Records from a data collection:
--

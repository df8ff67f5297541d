//! Strongly-typed identifiers.

use std::fmt;

use serde::{Deserialize, Serialize};

/// Identifies a floater within a system.
///
/// Floaters are created when a system is initialized and assigned
/// sequential IDs. `FloaterId(n)` is the n-th floater in update order and
/// stays stable for the lifetime of the system, including across resets.
#[derive(Clone, Copy, Debug, PartialEq, Eq, Hash, PartialOrd, Ord, Serialize, Deserialize)]
pub struct FloaterId(pub u32);

impl fmt::Display for FloaterId {
    fn fmt(&self, f: &mut fmt::Formatter<'_>) -> fmt::Result {
        write!(f, "{}", self.0)
    }
}

impl From<u32> for FloaterId {
    fn from(v: u32) -> Self {
        Self(v)
    }
}

/// Number of completed steps since the start (or last reset) of a run.
///
/// `StepId(0)` is the initial state; the first completed step is `StepId(1)`.
#[derive(
    Clone, Copy, Debug, Default, PartialEq, Eq, Hash, PartialOrd, Ord, Serialize, Deserialize,
)]
pub struct StepId(pub u64);

impl StepId {
    /// The step that follows this one.
    pub fn next(self) -> Self {
        Self(self.0 + 1)
    }
}

impl fmt::Display for StepId {
    fn fmt(&self, f: &mut fmt::Formatter<'_>) -> fmt::Result {
        write!(f, "{}", self.0)
    }
}

impl From<u64> for StepId {
    fn from(v: u64) -> Self {
        Self(v)
    }
}

/// Identifies one run of a simulation.
///
/// A new run begins on every `start()` and `reset()`. Snapshots carry the
/// run they were produced in so consumers can tell a restarted clock from
/// an out-of-order delivery.
#[derive(
    Clone, Copy, Debug, Default, PartialEq, Eq, Hash, PartialOrd, Ord, Serialize, Deserialize,
)]
pub struct RunId(pub u64);

impl fmt::Display for RunId {
    fn fmt(&self, f: &mut fmt::Formatter<'_>) -> fmt::Result {
        write!(f, "{}", self.0)
    }
}

impl From<u64> for RunId {
    fn from(v: u64) -> Self {
        Self(v)
    }
}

--

● **Activity**:
Which lines in the data above contain "completed"? Show each one.

● **Result of this task**:
/// Number of completed steps since the start (or last reset) of a run.
/// `StepId(0)` is the initial state; the first completed step is `StepId(1)`.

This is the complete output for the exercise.